Reconnecting vacant properties to the housing market as rental homes can bring both economic and social benefits. In communities with high vacancy rates and physically distressed properties, CLTs can purchase and renovate these properties. Revitalizing the built environment supports the well-being of nearby residents. Chances are good that local residents in a distressed area are a mix of renters and low-income owners—and are disproportionately people of color. When CLTs adopt a revitalization strategy that includes new below-market rental housing, the effort both supports improved well-being and ensures that the community remains affordable to lower-income renters, even as property values rise.

For instance, the Dudley Street Neighborhood Initiative in Boston rehabilitated 600 vacant lots to create a more vibrant community while remaining affordable for renters. The CLT transformed the Dudley Street neighborhood, which was characterized as mostly vacant, with arson and dumping problems. Additionally, CLTs can boost social perceptions of a place. A CLT in Athens, Georgia, uses low-income housing tax credits and funds from the federal HOME and Community Development Block Grant programs to deliver affordable rental housing.

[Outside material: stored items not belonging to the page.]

//! Component props parsing.
//!
//! A raw props string is turned into a structured map by trying, in order:
//!
//! 1. blank input, which yields an empty map
//! 2. a strict JSON object (`{"theme":"dark"}`)
//! 3. `key=value` pairs (`type=info title="Heads up"`)
//! 4. a single scalar stored under `value` (`42`)
//!
//! Values from steps 3 and 4 are coerced: `true`, `false`, `null` and plain
//! decimal numbers become JSON scalars, everything else stays a string.
//!
//! ```
//! use mdtree::{ComponentSyntax, PropsContext, PropsParser};
//!
//! let ctx = PropsContext { name: "Alert", syntax: ComponentSyntax::Container };
//! let props = PropsParser::default().parse("type=info level=2", &ctx);
//! assert_eq!(props["type"], "info");
//! assert_eq!(props["level"], 2);
//! ```
use std::{
  fmt,
  sync::{Arc, LazyLock},
};

use log::trace;
use regex::Regex;
use serde_json::{Number, Value};

use crate::{
  error::{PropsError, PropsResult},
  types::{ComponentSyntax, Props},
  utils,
};

/// What a props parser knows about the component it parses for.
#[derive(Debug, Clone, Copy, PartialEq, Eq)]
pub struct PropsContext<'a> {
  pub name:   &'a str,
  pub syntax: ComponentSyntax,
}

type ParseFn = dyn Fn(&str, &PropsContext<'_>) -> Props + Send + Sync;

/// A props parsing strategy; the heuristic one by default, or a caller
/// supplied function that fully replaces it.
#[derive(Clone, Default)]
pub struct PropsParser {
  custom: Option<Arc<ParseFn>>,
}

impl PropsParser {
  /// Wrap a custom parsing function.
  pub fn new<F>(parse: F) -> Self
  where
    F: Fn(&str, &PropsContext<'_>) -> Props + Send + Sync + 'static,
  {
    Self {
      custom: Some(Arc::new(parse)),
    }
  }

  /// Whether this is the built-in heuristic parser.
  #[must_use]
  pub const fn is_default(&self) -> bool {
    self.custom.is_none()
  }

  /// Parse a raw props string.
  #[must_use]
  pub fn parse(&self, raw: &str, context: &PropsContext<'_>) -> Props {
    match &self.custom {
      Some(parse) => parse(raw, context),
      None => parse_props(raw),
    }
  }
}

impl fmt::Debug for PropsParser {
  fn fmt(&self, f: &mut fmt::Formatter<'_>) -> fmt::Result {
    let kind = if self.custom.is_some() {
      "custom"
    } else {
      "default"
    };
    f.debug_tuple("PropsParser").field(&kind).finish()
  }
}

/// The default props heuristic.
#[must_use]
pub fn parse_props(raw: &str) -> Props {
  let source = raw.trim();
  if source.is_empty() {
    return Props::new();
  }

  match parse_json_props(source) {
    Ok(props) => return props,
    Err(PropsError::NotJsonShaped) => {},
    Err(err) => trace!("Falling back from JSON props `{source}`: {err}"),
  }

  let props = parse_key_value_props(source);
  if !props.is_empty() {
    return props;
  }

  let mut props = Props::new();
  props.insert("value".to_string(), coerce_primitive(source));
  props
}

/// Strictly parse a brace-wrapped JSON object.
///
/// # Errors
///
/// Returns [`PropsError`] when the source is not brace-wrapped, is not valid
/// JSON, or is valid JSON but not an object.
pub fn parse_json_props(source: &str) -> PropsResult<Props> {
  if !(source.starts_with('{') && source.ends_with('}')) {
    return Err(PropsError::NotJsonShaped);
  }

  match serde_json::from_str::<Value>(source)? {
    Value::Object(map) => Ok(map),
    _ => Err(PropsError::NotAnObject),
  }
}

/// Collect every `key=value` pair in `source`.
#[must_use]
pub fn parse_key_value_props(source: &str) -> Props {
  static KEY_VALUE_RE: LazyLock<Regex> = LazyLock::new(|| {
    Regex::new(
      r#"([A-Za-z_][A-Za-z0-9_-]*)=(?:"([^"]*)"|'([^']*)'|([^\s]+))"#,
    )
    .unwrap_or_else(|e| {
      log::error!("Failed to compile KEY_VALUE_RE regex: {e}");
      utils::never_matching_regex()
    })
  });

  let mut props = Props::new();
  for caps in KEY_VALUE_RE.captures_iter(source) {
    let value = caps
      .get(2)
      .or_else(|| caps.get(3))
      .or_else(|| caps.get(4))
      .map_or("", |m| m.as_str());
    props.insert(caps[1].to_string(), coerce_primitive(value));
  }
  props
}

/// Coerce a scalar string into a JSON value.
#[must_use]
pub fn coerce_primitive(value: &str) -> Value {
  let trimmed = value.trim();
  match trimmed {
    "true" => return Value::Bool(true),
    "false" => return Value::Bool(false),
    "null" => return Value::Null,
    _ => {},
  }

  parse_number(trimmed)
    .map_or_else(|| Value::String(trimmed.to_string()), Value::Number)
}

/// Parse `-?digits(.digits)?`. Integers stay integral when they fit in an
/// `i64`.
fn parse_number(text: &str) -> Option<Number> {
  let unsigned = text.strip_prefix('-').unwrap_or(text);
  let (int_part, frac_part) = match unsigned.split_once('.') {
    Some((int_part, frac_part)) => (int_part, Some(frac_part)),
    None => (unsigned, None),
  };

  let all_digits =
    |part: &str| !part.is_empty() && part.bytes().all(|b| b.is_ascii_digit());
  if !all_digits(int_part) || !frac_part.is_none_or(all_digits) {
    return None;
  }

  if frac_part.is_none() {
    if let Ok(int) = text.parse::<i64>() {
      return Some(Number::from(int));
    }
  }

  text.parse::<f64>().ok().and_then(Number::from_f64)
}

#[cfg(test)]
mod tests {
  use serde_json::json;

  use super::*;

  fn props(raw: &str) -> Value {
    Value::Object(parse_props(raw))
  }

  #[test]
  fn test_json_object() {
    assert_eq!(props(r#"{"a":1,"b":"x"}"#), json!({"a": 1, "b": "x"}));
  }

  #[test]
  fn test_json_preserves_nesting_and_order() {
    let parsed = parse_props(r#"{"z":[1,{"y":null}],"a":true}"#);
    let keys = parsed.keys().map(String::as_str).collect::<Vec<_>>();
    assert_eq!(keys, ["z", "a"]);
    assert_eq!(parsed["z"], json!([1, {"y": null}]));
  }

  #[test]
  fn test_key_value_pairs() {
    assert_eq!(
      props(r#"type=info title="Heads up""#),
      json!({"type": "info", "title": "Heads up"})
    );
    assert_eq!(
      props("label='single quoted' count=3 on=false"),
      json!({"label": "single quoted", "count": 3, "on": false})
    );
  }

  #[test]
  fn test_scalar_fallback() {
    assert_eq!(props("42"), json!({"value": 42}));
    assert_eq!(props("true"), json!({"value": true}));
    assert_eq!(props("null"), json!({"value": null}));
    assert_eq!(props("just some words"), json!({"value": "just some words"}));
    assert_eq!(props("-1.5"), json!({"value": -1.5}));
  }

  #[test]
  fn test_blank_is_empty() {
    assert_eq!(props(""), json!({}));
    assert_eq!(props("   \t"), json!({}));
  }

  #[test]
  fn test_invalid_json_falls_through_to_key_value() {
    assert_eq!(props("{ broken=yes }"), json!({"broken": "yes"}));
    assert_eq!(props("{not json}"), json!({"value": "{not json}"}));
  }

  #[test]
  fn test_json_array_is_not_props() {
    assert!(matches!(
      parse_json_props("[1,2]"),
      Err(PropsError::NotJsonShaped)
    ));
    assert_eq!(props("[1,2]"), json!({"value": "[1,2]"}));
  }

  #[test]
  fn test_coercion_is_lossy_for_versions() {
    assert_eq!(coerce_primitive("1.0"), json!(1.0));
    assert_eq!(coerce_primitive("1.0.0"), json!("1.0.0"));
    assert_eq!(coerce_primitive("007"), json!(7));
    assert_eq!(coerce_primitive("1."), json!("1."));
    assert_eq!(coerce_primitive("-"), json!("-"));
  }

  #[test]
  fn test_custom_parser_receives_context() {
    let parser = PropsParser::new(|raw, ctx| {
      let mut props = Props::new();
      props.insert("raw".into(), json!(raw));
      props.insert("name".into(), json!(ctx.name));
      props.insert("syntax".into(), json!(ctx.syntax.as_str()));
      props
    });
    let ctx = PropsContext {
      name:   "Chart",
      syntax: ComponentSyntax::Fence,
    };

    assert!(!parser.is_default());
    assert_eq!(
      Value::Object(parser.parse("a=1", &ctx)),
      json!({"raw": "a=1", "name": "Chart", "syntax": "fence"})
    );
  }
}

  1. CLTs provide community representation and renter initiatives.

Beyond generating long-term affordability in communities, CLTs empower renters as decisionmakers in their neighborhoods. Although the idea of a neighborhood association may evoke the idea of homeowners working collectively to increase property values, the governance of CLTs may have a shared governance structure with homeowners, renters, and representatives from the surrounding community, such as elected officials, philanthropies, and nonprofits. The Athens Land Trust notes the role of CLTs in restoring power as a means of disrupting the effects of sharecropping for black communities in the state.

In North Carolina, the renter engagement work of the Durham Community Land Trustees (DCLT) has led to partnerships and initiatives that help renters make economic progress. For example, DCLT launched a program with the Community Empowerment Fund and the City of Durham to help renters build credit through their monthly payments while preventing them from taking on additional debt.